The former energy minister was given the high-paying job of president and chief executive officer of the Crown corporation in May, even though a civil servant had been put in the job in March.
The appointment has opened up the Progressive Conservative government to attacks from its political rivals for patronage.
Deputy Premier Paul Robichaud used the final day of the legislative assembly on Wednesday to trot out a new explanation for Blaney’s appointment.
At first, the senior cabinet minister attempted to rewrite history a bit, by suggesting Blaney was replacing the corporation’s first president, Elizabeth Weir.
"We had the responsibility as a government to fulfill, or replace, Madame Weir to that position," he told reporters.
But that ignores the reality that Weir retired almost a year ago and that in March, Alward added the job of Energy Efficiency president to the duties of the deputy minister of environment Denis Caron.
For weeks, no one has been able to explain why Blaney was given a job that wasn't even vacant.
Robichaud introduced a new rationale on Wednesday, when he said Caron's appointment was never permanent. He told reporters that Caron's appointment was "a temporary position."
Even though no one described Caron's double-duties as temporary back in March when the move was made.
In fact, in a press release Alward counted the doubling-up as the elimination of a senior management job and a saving for taxpayers.

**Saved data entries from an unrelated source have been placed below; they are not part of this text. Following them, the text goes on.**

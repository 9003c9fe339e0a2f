//! Autoscaled pool configuration.

use std::time::Duration;

use serde::{Deserialize, Serialize};

/// Construction-time configuration for an autoscaled pool.
///
/// All values are fixed for the duration of a run.
#[derive(Debug, Clone, PartialEq, Serialize, Deserialize)]
#[serde(default)]
pub struct AutoscaledPoolConfig {
    /// Lower clamp for concurrency.
    pub min_concurrency: usize,
    /// Upper clamp for concurrency.
    pub max_concurrency: usize,
    /// Fraction of total memory that must stay free.
    pub min_free_memory_ratio: f64,
    /// Largest concurrency increase applied by one autoscale decision.
    pub scale_up_step: usize,
    /// Largest concurrency decrease applied by one autoscale decision.
    pub scale_down_step: usize,
    /// Free-ratio margin above the minimum inside which concurrency is held.
    pub neutral_band: f64,
    /// Number of memory samples kept for smoothing.
    pub memory_window_size: usize,
    /// Samples required before the smoothed estimate replaces the raw ratio.
    pub min_snapshots_for_estimate: usize,
    /// Scheduling loop cadence in milliseconds.
    pub tick_interval_ms: u64,
    /// Autoscale every N ticks.
    pub autoscale_every_n_ticks: u64,
    /// Log pool status every N ticks.
    pub log_every_n_ticks: u64,
}

impl Default for AutoscaledPoolConfig {
    fn default() -> Self {
        Self {
            min_concurrency: 1,
            max_concurrency: 1000,
            min_free_memory_ratio: 0.2,
            scale_up_step: 10,
            scale_down_step: 1,
            neutral_band: 0.05,
            memory_window_size: 5,
            min_snapshots_for_estimate: 3,
            tick_interval_ms: 200,
            autoscale_every_n_ticks: 5,
            log_every_n_ticks: 50,
        }
    }
}

impl AutoscaledPoolConfig {
    /// Create a configuration with default values.
    #[must_use]
    pub fn new() -> Self {
        Self::default()
    }

    /// Set the concurrency bounds.
    #[must_use]
    pub const fn with_concurrency(mut self, min: usize, max: usize) -> Self {
        self.min_concurrency = min;
        self.max_concurrency = max;
        self
    }

    /// Set the lower concurrency bound.
    #[must_use]
    pub const fn with_min_concurrency(mut self, min: usize) -> Self {
        self.min_concurrency = min;
        self
    }

    /// Set the upper concurrency bound.
    #[must_use]
    pub const fn with_max_concurrency(mut self, max: usize) -> Self {
        self.max_concurrency = max;
        self
    }

    /// Set the minimum free memory ratio.
    #[must_use]
    pub const fn with_min_free_memory_ratio(mut self, ratio: f64) -> Self {
        self.min_free_memory_ratio = ratio;
        self
    }

    /// Set the maximum scale up and scale down steps.
    #[must_use]
    pub const fn with_steps(mut self, up: usize, down: usize) -> Self {
        self.scale_up_step = up;
        self.scale_down_step = down;
        self
    }

    /// Set the neutral band width.
    #[must_use]
    pub const fn with_neutral_band(mut self, band: f64) -> Self {
        self.neutral_band = band;
        self
    }

    /// Set the memory window size and how many samples make an estimate trustworthy.
    #[must_use]
    pub const fn with_memory_window(mut self, size: usize, min_for_estimate: usize) -> Self {
        self.memory_window_size = size;
        self.min_snapshots_for_estimate = min_for_estimate;
        self
    }

    /// Set the tick interval in milliseconds.
    #[must_use]
    pub const fn with_tick_interval_ms(mut self, ms: u64) -> Self {
        self.tick_interval_ms = ms;
        self
    }

    /// Set how many ticks pass between autoscale decisions.
    #[must_use]
    pub const fn with_autoscale_every_n_ticks(mut self, n: u64) -> Self {
        self.autoscale_every_n_ticks = n;
        self
    }

    /// Set how many ticks pass between status log lines.
    #[must_use]
    pub const fn with_log_every_n_ticks(mut self, n: u64) -> Self {
        self.log_every_n_ticks = n;
        self
    }

    /// Tick interval as a [`Duration`].
    #[must_use]
    pub const fn tick_interval(&self) -> Duration {
        Duration::from_millis(self.tick_interval_ms)
    }

    /// Validate configuration values.
    ///
    /// # Errors
    ///
    /// Returns a description of the first invalid value.
    pub fn validate(&self) -> Result<(), String> {
        if self.min_concurrency == 0 {
            return Err("min_concurrency must be greater than 0".into());
        }
        if self.min_concurrency > self.max_concurrency {
            return Err(format!(
                "min_concurrency ({}) must not exceed max_concurrency ({})",
                self.min_concurrency, self.max_concurrency
            ));
        }
        if !(self.min_free_memory_ratio > 0.0 && self.min_free_memory_ratio < 1.0) {
            return Err("min_free_memory_ratio must be between 0 and 1 (exclusive)".into());
        }
        if self.scale_up_step == 0 || self.scale_down_step == 0 {
            return Err("scale steps must be greater than 0".into());
        }
        if !(self.neutral_band >= 0.0 && self.neutral_band < 1.0) {
            return Err("neutral_band must be in [0, 1)".into());
        }
        if self.memory_window_size == 0 {
            return Err("memory_window_size must be greater than 0".into());
        }
        if self.min_snapshots_for_estimate > self.memory_window_size {
            return Err("min_snapshots_for_estimate must not exceed memory_window_size".into());
        }
        if self.tick_interval_ms == 0 {
            return Err("tick_interval_ms must be greater than 0".into());
        }
        if self.autoscale_every_n_ticks == 0 || self.log_every_n_ticks == 0 {
            return Err("tick multiples must be greater than 0".into());
        }
        Ok(())
    }

    /// Parse configuration from a JSON string and validate.
    ///
    /// Missing fields take their default values.
    ///
    /// # Errors
    ///
    /// Returns a description of the parse or validation failure.
    pub fn from_json_str(input: &str) -> Result<Self, String> {
        let cfg: Self = serde_json::from_str(input).map_err(|e| format!("parse error: {e}"))?;
        cfg.validate()?;
        Ok(cfg)
    }
}
//! Tests for builder modules

use autoscaled_pool::builders::AutoscaledPoolBuilder;
use autoscaled_pool::config::AutoscaledPoolConfig;
use autoscaled_pool::core::{NextWork, PoolError};
use autoscaled_pool::infra::SystemMemoryMonitor;

fn empty_source() -> impl FnMut() -> anyhow::Result<NextWork> + Send + 'static {
    || Ok(NextWork::Empty)
}

#[test]
fn test_builder_keeps_config() {
    let builder = AutoscaledPoolBuilder::new(AutoscaledPoolConfig::new().with_concurrency(2, 8));
    assert_eq!(builder.config().min_concurrency, 2);
    assert_eq!(builder.config().max_concurrency, 8);
    assert!(!builder.has_completion_predicate());
}

#[test]
fn test_builder_requires_source() {
    let err = AutoscaledPoolBuilder::new(AutoscaledPoolConfig::new())
        .build()
        .unwrap_err();
    assert!(matches!(err, PoolError::InvalidConfig(_)));
}

#[test]
fn test_builder_rejects_invalid_config() {
    let err = AutoscaledPoolBuilder::new(AutoscaledPoolConfig::new().with_concurrency(3, 1))
        .source(empty_source())
        .build()
        .unwrap_err();
    assert!(matches!(err, PoolError::InvalidConfig(_)));
}

#[test]
fn test_builder_from_json() {
    let builder = AutoscaledPoolBuilder::from_json_str(r#"{"max_concurrency": 12}"#).unwrap();
    assert_eq!(builder.config().max_concurrency, 12);

    let pool = builder
        .source(empty_source())
        .monitor(SystemMemoryMonitor::new())
        .build()
        .unwrap();
    assert_eq!(pool.config().max_concurrency, 12);
    assert_eq!(pool.subscribe().borrow().concurrency, 1);
}

#[test]
fn test_builder_from_invalid_json() {
    assert!(AutoscaledPoolBuilder::from_json_str(r#"{"min_free_memory_ratio": 2.0}"#).is_err());
}

#[tokio::test]
async fn test_builder_detects_monitor_and_runs() {
    let pool = AutoscaledPoolBuilder::new(AutoscaledPoolConfig::new().with_tick_interval_ms(5))
        .source(empty_source())
        .detect_monitor()
        .await
        .build()
        .unwrap();

    let stats = pool.run().await.unwrap();
    assert_eq!(stats.started_tasks, 0);
}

The provincial government now claims it was only intended to last 10 weeks.
"We downsized the number of deputy ministers, and we downsized also the number of CEOs of Crown corporations," Robichaud said.
"But we do believe there is an important role to play with Efficiency New Brunswick, and Madame Blaney will play a very important role."
June 25 byelection
The byelection to replace Blaney in the legislative assembly will be held on June 25.

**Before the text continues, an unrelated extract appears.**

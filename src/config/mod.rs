//! Configuration models for autoscaled pools.

pub mod pool;

pub use pool::AutoscaledPoolConfig;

The Progressive Conservatives have held the riding, and its predecessor, since 1999.
Hugh John (Ted) Flemming III is running for the Tories, John Wilcox, a retired police officer, is running for the Liberals and NDP Leader Dominic Cardy is his party’s candidate.

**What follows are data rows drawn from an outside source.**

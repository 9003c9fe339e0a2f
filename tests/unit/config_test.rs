//! Tests for configuration validation

use autoscaled_pool::config::AutoscaledPoolConfig;

#[test]
fn test_default_config_is_valid() {
    let config = AutoscaledPoolConfig::default();
    assert!(config.validate().is_ok());
    assert_eq!(config.min_concurrency, 1);
    assert_eq!(config.max_concurrency, 1000);
    assert!((config.min_free_memory_ratio - 0.2).abs() < f64::EPSILON);
}

#[test]
fn test_min_concurrency_zero() {
    let config = AutoscaledPoolConfig::new().with_min_concurrency(0);
    assert!(config.validate().is_err());
}

#[test]
fn test_min_exceeds_max() {
    let config = AutoscaledPoolConfig::new().with_concurrency(10, 5);
    let err = config.validate().unwrap_err();
    assert!(err.contains("must not exceed"));
}

#[test]
fn test_min_equals_max_is_valid() {
    let config = AutoscaledPoolConfig::new().with_concurrency(4, 4);
    assert!(config.validate().is_ok());
}

#[test]
fn test_free_memory_ratio_bounds() {
    for ratio in [0.0, 1.0, -0.5, 1.5, f64::NAN] {
        let config = AutoscaledPoolConfig::new().with_min_free_memory_ratio(ratio);
        assert!(config.validate().is_err(), "ratio {ratio} accepted");
    }
    let config = AutoscaledPoolConfig::new().with_min_free_memory_ratio(0.15);
    assert!(config.validate().is_ok());
}

#[test]
fn test_zero_steps_rejected() {
    assert!(AutoscaledPoolConfig::new().with_steps(0, 1).validate().is_err());
    assert!(AutoscaledPoolConfig::new().with_steps(1, 0).validate().is_err());
}

#[test]
fn test_window_settings() {
    assert!(AutoscaledPoolConfig::new()
        .with_memory_window(0, 0)
        .validate()
        .is_err());
    assert!(AutoscaledPoolConfig::new()
        .with_memory_window(3, 4)
        .validate()
        .is_err());
    assert!(AutoscaledPoolConfig::new()
        .with_memory_window(3, 3)
        .validate()
        .is_ok());
}

#[test]
fn test_zero_intervals_rejected() {
    assert!(AutoscaledPoolConfig::new().with_tick_interval_ms(0).validate().is_err());
    assert!(AutoscaledPoolConfig::new()
        .with_autoscale_every_n_ticks(0)
        .validate()
        .is_err());
    assert!(AutoscaledPoolConfig::new().with_log_every_n_ticks(0).validate().is_err());
}

#[test]
fn test_config_from_json() {
    let json = r#"{
        "min_concurrency": 2,
        "max_concurrency": 50,
        "min_free_memory_ratio": 0.25,
        "tick_interval_ms": 100
    }"#;

    let config = AutoscaledPoolConfig::from_json_str(json).unwrap();
    assert_eq!(config.min_concurrency, 2);
    assert_eq!(config.max_concurrency, 50);
    assert_eq!(config.tick_interval_ms, 100);
    // Unspecified fields keep their defaults
    assert_eq!(config.scale_up_step, 10);
    assert_eq!(config.autoscale_every_n_ticks, 5);
}

#[test]
fn test_config_from_json_invalid() {
    assert!(AutoscaledPoolConfig::from_json_str(r#"{"min_concurrency": 0}"#).is_err());
    assert!(AutoscaledPoolConfig::from_json_str("not json").is_err());
}

#[test]
fn test_config_json_roundtrip_keeps_values() {
    let config = AutoscaledPoolConfig::new()
        .with_concurrency(3, 30)
        .with_neutral_band(0.1);
    let json = serde_json::to_string(&config).unwrap();
    assert_eq!(AutoscaledPoolConfig::from_json_str(&json).unwrap(), config);
}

Sharon Murphy will be running in the riding again for the Green Party and Marjorie MacMurray will be on the ballot as an independent candidate.
The People's Alliance of New Brunswick has decided not to field a candidate in the riding and has encouraged its supporters to vote for Cardy.
The opposition parties are hoping to use the controversy over Blaney’s appointment to attract voters to their candidates.
Cardy has already brought in federal NDP Leader Tom Mulcair to the southern New Brunswick riding to help him campaign.
But Flemming has done his best to diffuse the issue.
He has openly campaigned with Higgs in the riding and he has said people are right to be upset about the decision to give the former energy minister a high-paying civil service job.